Information supplied START

//! `ccdctl` entry point.
//!
//! Bench tool for the readout controller: quantize intervals for
//! inspection, apply a timing configuration through a transport, and
//! echo the resolved configuration.

use anyhow::{bail, Context, Result};
use ccd_common::{AppliedStateCache, ControllerConfig, TransportKind};
use ccd_controller::CcdController;
use ccd_timing::ClockCode;
use ccd_transport::SimulatedTransport;
use clap::{Parser, Subcommand};
use std::path::PathBuf;
use tracing::{info, warn};

/// `ccdctl` command-line arguments.
#[derive(Parser, Debug)]
#[command(
    name = "ccdctl",
    about = "CCD readout controller timing tool",
    version,
    long_about = None
)]
struct Args {
    /// Log level (trace, debug, info, warn, error).
    #[arg(long, short = 'l', default_value = "info", global = true)]
    log_level: String,

    #[command(subcommand)]
    command: Command,
}

#[derive(Subcommand, Debug)]
enum Command {
    /// Print the hardware clock code for a microsecond interval.
    Quantize {
        /// Interval in microseconds.
        microseconds: f64,
    },

    /// Apply the configured timing parameter set to the controller.
    Apply {
        /// Path to a controller configuration file (TOML).
        #[arg(long, short = 'c', value_name = "FILE")]
        config: Option<PathBuf>,

        /// Force the simulated transport regardless of configuration.
        #[arg(long, short = 's')]
        simulated: bool,

        /// Apply even if the configuration matches the last-applied state.
        #[arg(long)]
        force: bool,
    },

    /// Print the resolved effective configuration as TOML.
    ShowConfig {
        /// Path to a controller configuration file (TOML).
        #[arg(long, short = 'c', value_name = "FILE")]
        config: Option<PathBuf>,
    },
}

fn main() -> Result<()> {
    let args = Args::parse();

    init_logging(&args.log_level);

    match args.command {
        Command::Quantize { microseconds } => cmd_quantize(microseconds),
        Command::Apply {
            config,
            simulated,
            force,
        } => cmd_apply(config.as_deref(), simulated, force),
        Command::ShowConfig { config } => cmd_show_config(config.as_deref()),
    }
}

/// Initialize logging with the specified log level.
fn init_logging(level: &str) {
    let filter = format!(
        "ccdctl={level},ccd_controller={level},ccd_transport={level},ccd_timing={level},ccd_common={level}"
    );

    tracing_subscriber::fmt()
        .with_env_filter(
            tracing_subscriber::EnvFilter::try_from_default_env()
                .unwrap_or_else(|_| tracing_subscriber::EnvFilter::new(&filter)),
        )
        .with_target(true)
        .init();
}

/// Load configuration from file or use defaults.
///
/// Resolution priority (first existing file wins):
/// 1. Command-line `--config` argument
/// 2. `CCD_CONFIG_PATH` environment variable
/// 3. `config/default.toml` (local development)
/// 4. Built-in defaults
///
/// Also returns the path the configuration came from, when it came from
/// a file; change detection is skipped for built-in defaults.
fn load_config(arg_path: Option<&std::path::Path>) -> Result<(ControllerConfig, Option<PathBuf>)> {
    if let Some(path) = arg_path {
        info!(?path, "Loading config from command-line argument");
        let config = ControllerConfig::from_file(path)
            .with_context(|| format!("Failed to load config from {}", path.display()))?;
        return Ok((config, Some(path.to_path_buf())));
    }

    if let Ok(env_path) = std::env::var("CCD_CONFIG_PATH") {
        let path = PathBuf::from(&env_path);
        if path.exists() {
            info!(?path, "Loading config from CCD_CONFIG_PATH");
            let config = ControllerConfig::from_file(&path)
                .with_context(|| format!("Failed to load config from CCD_CONFIG_PATH={env_path}"))?;
            return Ok((config, Some(path)));
        }
        warn!(
            path = %env_path,
            "CCD_CONFIG_PATH set but file does not exist, checking other locations"
        );
    }

    let local_path = PathBuf::from("config/default.toml");
    if local_path.exists() {
        info!(?local_path, "Loading config from local path");
        let config = ControllerConfig::from_file(&local_path)
            .with_context(|| format!("Failed to load config from {}", local_path.display()))?;
        return Ok((config, Some(local_path)));
    }

    info!("No config file found, using built-in defaults");
    Ok((ControllerConfig::default(), None))
}

fn cmd_quantize(microseconds: f64) -> Result<()> {
    let code = ClockCode::quantize(microseconds);
    println!(
        "{:.4} us -> {} ({} regime, {} steps)",
        microseconds,
        code,
        code.regime(),
        code.step()
    );
    Ok(())
}

fn cmd_apply(config_path: Option<&std::path::Path>, simulated: bool, force: bool) -> Result<()> {
    let (config, source) = load_config(config_path)?;
    let fingerprint = config
        .fingerprint()
        .context("Failed to fingerprint configuration")?;

    let cache = source.as_deref().map(AppliedStateCache::for_config);
    if let Some(cache) = &cache {
        if cache.matches(fingerprint) && !force {
            println!("Configuration unchanged since last apply; nothing to do (use --force to reapply).");
            return Ok(());
        }
    }

    let kind = if simulated {
        TransportKind::Simulated
    } else {
        config.transport.kind
    };
    if kind == TransportKind::Hardware {
        bail!(
            "the hardware transport is provided by the site integration; \
             run with --simulated or set transport.kind = \"simulated\""
        );
    }

    let mut controller = CcdController::new(SimulatedTransport::new());
    controller
        .apply_timing_config(&config.timing)
        .context("Failed to apply timing parameters")?;

    println!(
        "Applied {} timing commands (integrator speed: {}).",
        controller.transport().call_count(),
        controller.integrator_speed()
    );
    for request in controller.transport().requests() {
        println!(
            "  {} {}",
            request.code,
            request
                .args
                .iter()
                .map(|a| format!("0x{a:08X}"))
                .collect::<Vec<_>>()
                .join(" ")
        );
    }

    if let Some(cache) = &cache {
        cache
            .store(fingerprint)
            .context("Failed to record applied configuration state")?;
        info!(path = %cache.path().display(), "Recorded applied configuration fingerprint");
    }

    Ok(())
}

fn cmd_show_config(config_path: Option<&std::path::Path>) -> Result<()> {
    let (config, source) = load_config(config_path)?;
    match &source {
        Some(path) => println!("# resolved from {}", path.display()),
        None => println!("# built-in defaults"),
    }
    print!(
        "{}",
        config
            .to_toml()
            .context("Failed to serialize configuration")?
    );
    Ok(())
}
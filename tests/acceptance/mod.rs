mod config_state;
mod timing_apply;
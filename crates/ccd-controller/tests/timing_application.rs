//! Integration tests exercising the applicators through the public API
//! with a simulated transport.

use ccd_common::CcdError;
use ccd_controller::CcdController;
use ccd_timing::{Gain, IntegratorSpeed};
use ccd_transport::{BoardId, CommandCode, SimulatedTransport, REPLY_DONE};

#[test]
fn applies_integration_time_then_dependent_parameters() {
    let mut ctl = CcdController::new(SimulatedTransport::new());

    ctl.apply_integral_time_and_gain(10.0, Gain::X5).unwrap();
    ctl.apply_pedestal_wait(0.5).unwrap();
    ctl.apply_summing_well_width(1.0).unwrap();

    assert_eq!(ctl.integrator_speed(), IntegratorSpeed::Slow);

    let requests = ctl.transport().requests();
    assert_eq!(requests.len(), 4);
    assert_eq!(requests[0].code, CommandCode::SetGainAndSpeed);
    assert_eq!(requests[0].args, vec![5, 0]);
    assert_eq!(requests[1].code, CommandCode::SetIntegralTime);
    assert_eq!(requests[1].args, vec![0x009F_0000]);
    assert!(requests.iter().all(|r| r.board == BoardId::Timing));
}

#[test]
fn surfaces_raw_reply_on_rejection() {
    let mut transport = SimulatedTransport::new();
    transport.push_reply(REPLY_DONE);
    transport.push_reply(0xDEAD);
    let mut ctl = CcdController::new(transport);

    let err = ctl.apply_integral_time_and_gain(10.0, Gain::X5).unwrap_err();
    match err {
        CcdError::CommandRejected { command, reply } => {
            assert_eq!(command, "CIT");
            assert_eq!(reply, 0xDEAD);
        }
        other => panic!("unexpected error: {other}"),
    }
}

#[test]
fn speed_state_tracks_the_latest_integration_time() {
    let mut ctl = CcdController::new(SimulatedTransport::new());

    ctl.apply_integral_time_and_gain(2.0, Gain::X1).unwrap();
    assert_eq!(ctl.integrator_speed(), IntegratorSpeed::Fast);

    ctl.apply_integral_time_and_gain(20.0, Gain::X1).unwrap();
    assert_eq!(ctl.integrator_speed(), IntegratorSpeed::Slow);

    // The speed travels with every gain/speed command.
    let transport = ctl.into_transport();
    let gain_speed_args: Vec<&Vec<u32>> = transport
        .requests()
        .iter()
        .filter(|r| r.code == CommandCode::SetGainAndSpeed)
        .map(|r| &r.args)
        .collect();
    assert_eq!(gain_speed_args, vec![&vec![1, 1], &vec![1, 0]]);
}
// Day counts: digits only, no grouping.
use super::{retain_chars, Normalizer};

pub struct DayCountNormalizer;

impl Normalizer for DayCountNormalizer {
    fn name(&self) -> &str {
        "day_count"
    }

    fn normalize(&self, raw: &str) -> String {
        retain_chars(raw, |c| c.is_ascii_digit())
    }
}
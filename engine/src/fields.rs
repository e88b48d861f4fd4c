// Field identities shared by the normalizers, the validator and the form.
use std::collections::BTreeMap;
use std::fmt::Debug;

use shared::models::InputMode;

use crate::config::settings::{FieldMessages, MessageSettings};
use crate::error::FieldError;
use crate::normalizers::{AmountNormalizer, DayCountNormalizer, Normalizer, PercentageNormalizer};
use crate::validation;

/// The rule family a field belongs to. Picks its normalizer, its
/// validation rules and its messages.
#[derive(Debug, Clone, Copy, PartialEq, Eq, Hash)]
pub enum FieldKind {
    Amount,
    DayCount,
    Percentage,
}

impl FieldKind {
    pub fn normalizer(self) -> &'static dyn Normalizer {
        match self {
            FieldKind::Amount => &AmountNormalizer,
            FieldKind::DayCount => &DayCountNormalizer,
            FieldKind::Percentage => &PercentageNormalizer,
        }
    }

    pub fn normalize(self, raw: &str) -> String {
        let normalizer = self.normalizer();
        let normalized = normalizer.normalize(raw);
        tracing::trace!(normalizer = normalizer.name(), raw, normalized = %normalized, "Normalized input.");
        normalized
    }

    /// Runs this kind's rules without keeping the parsed value.
    pub fn check(self, value: &str) -> Result<(), FieldError> {
        match self {
            FieldKind::Amount => validation::validate_amount(value).map(|_| ()),
            FieldKind::DayCount => validation::validate_day_count(value).map(|_| ()),
            FieldKind::Percentage => validation::validate_percentage(value).map(|_| ()),
        }
    }

    pub fn input_mode(self) -> InputMode {
        match self {
            FieldKind::Amount | FieldKind::DayCount => InputMode::Numeric,
            FieldKind::Percentage => InputMode::Decimal,
        }
    }

    pub fn messages(self, settings: &MessageSettings) -> &FieldMessages {
        match self {
            FieldKind::Amount => &settings.amount,
            FieldKind::DayCount => &settings.day_count,
            FieldKind::Percentage => &settings.percentage,
        }
    }
}

/// A named input of one calculator form.
pub trait FormField: Copy + Ord + Debug + Send + Sync + 'static {
    const ALL: &'static [Self];

    /// Wire name, as used by the view layer and in configuration.
    fn name(self) -> &'static str;

    fn kind(self) -> FieldKind;

    fn from_name(name: &str) -> Option<Self> {
        Self::ALL.iter().copied().find(|field| field.name() == name)
    }
}

/// First violated rule per field.
pub type FieldErrors<F> = BTreeMap<F, FieldError>;

/// Current normalized text of every field of a form. Missing fields read as
/// empty.
#[derive(Debug, Clone, PartialEq, Eq)]
pub struct FieldValues<F: FormField> {
    values: BTreeMap<F, String>,
}

impl<F: FormField> FieldValues<F> {
    pub fn new() -> Self {
        Self { values: BTreeMap::new() }
    }

    pub fn get(&self, field: F) -> &str {
        self.values.get(&field).map(String::as_str).unwrap_or("")
    }

    pub fn set(&mut self, field: F, value: String) {
        self.values.insert(field, value);
    }

    /// Normalizes `raw` for `field` before storing it.
    pub fn with(mut self, field: F, raw: &str) -> Self {
        self.set(field, field.kind().normalize(raw));
        self
    }
}

impl<F: FormField> Default for FieldValues<F> {
    fn default() -> Self {
        Self::new()
    }
}
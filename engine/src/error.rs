use thiserror::Error;

/// Why a single form field was rejected. Every variant is recoverable and
/// scoped to the field it came from; the user-facing wording per field
/// lives in `config::settings::FieldMessages`.
#[derive(Error, Debug, Clone, Copy, PartialEq, Eq, Hash)]
pub enum FieldError {
    #[error("value required")]
    Required,

    #[error("invalid value")]
    Invalid,

    #[error("must be greater than 0")]
    NotPositive,

    #[error("must be between 0 and 100")]
    OutOfRange,
}

#[derive(Error, Debug)]
pub enum EngineError {
    #[error("Configuration error: {0}")]
    ConfigError(String),

    #[error("Unknown field '{field}' for the {calculator} calculator")]
    UnknownField { calculator: String, field: String },
}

Information supplied END

**Work request**
Working from the material above, retype exactly the lines from the one with "and the form." through the one with "use crate::error::FieldError;", both included, and only those lines.

**Result for this exercise**
// Field identities shared by the normalizers, the validator and the form.
use std::collections::BTreeMap;
use std::fmt::Debug;

use shared::models::InputMode;

use crate::config::settings::{FieldMessages, MessageSettings};
use crate::error::FieldError;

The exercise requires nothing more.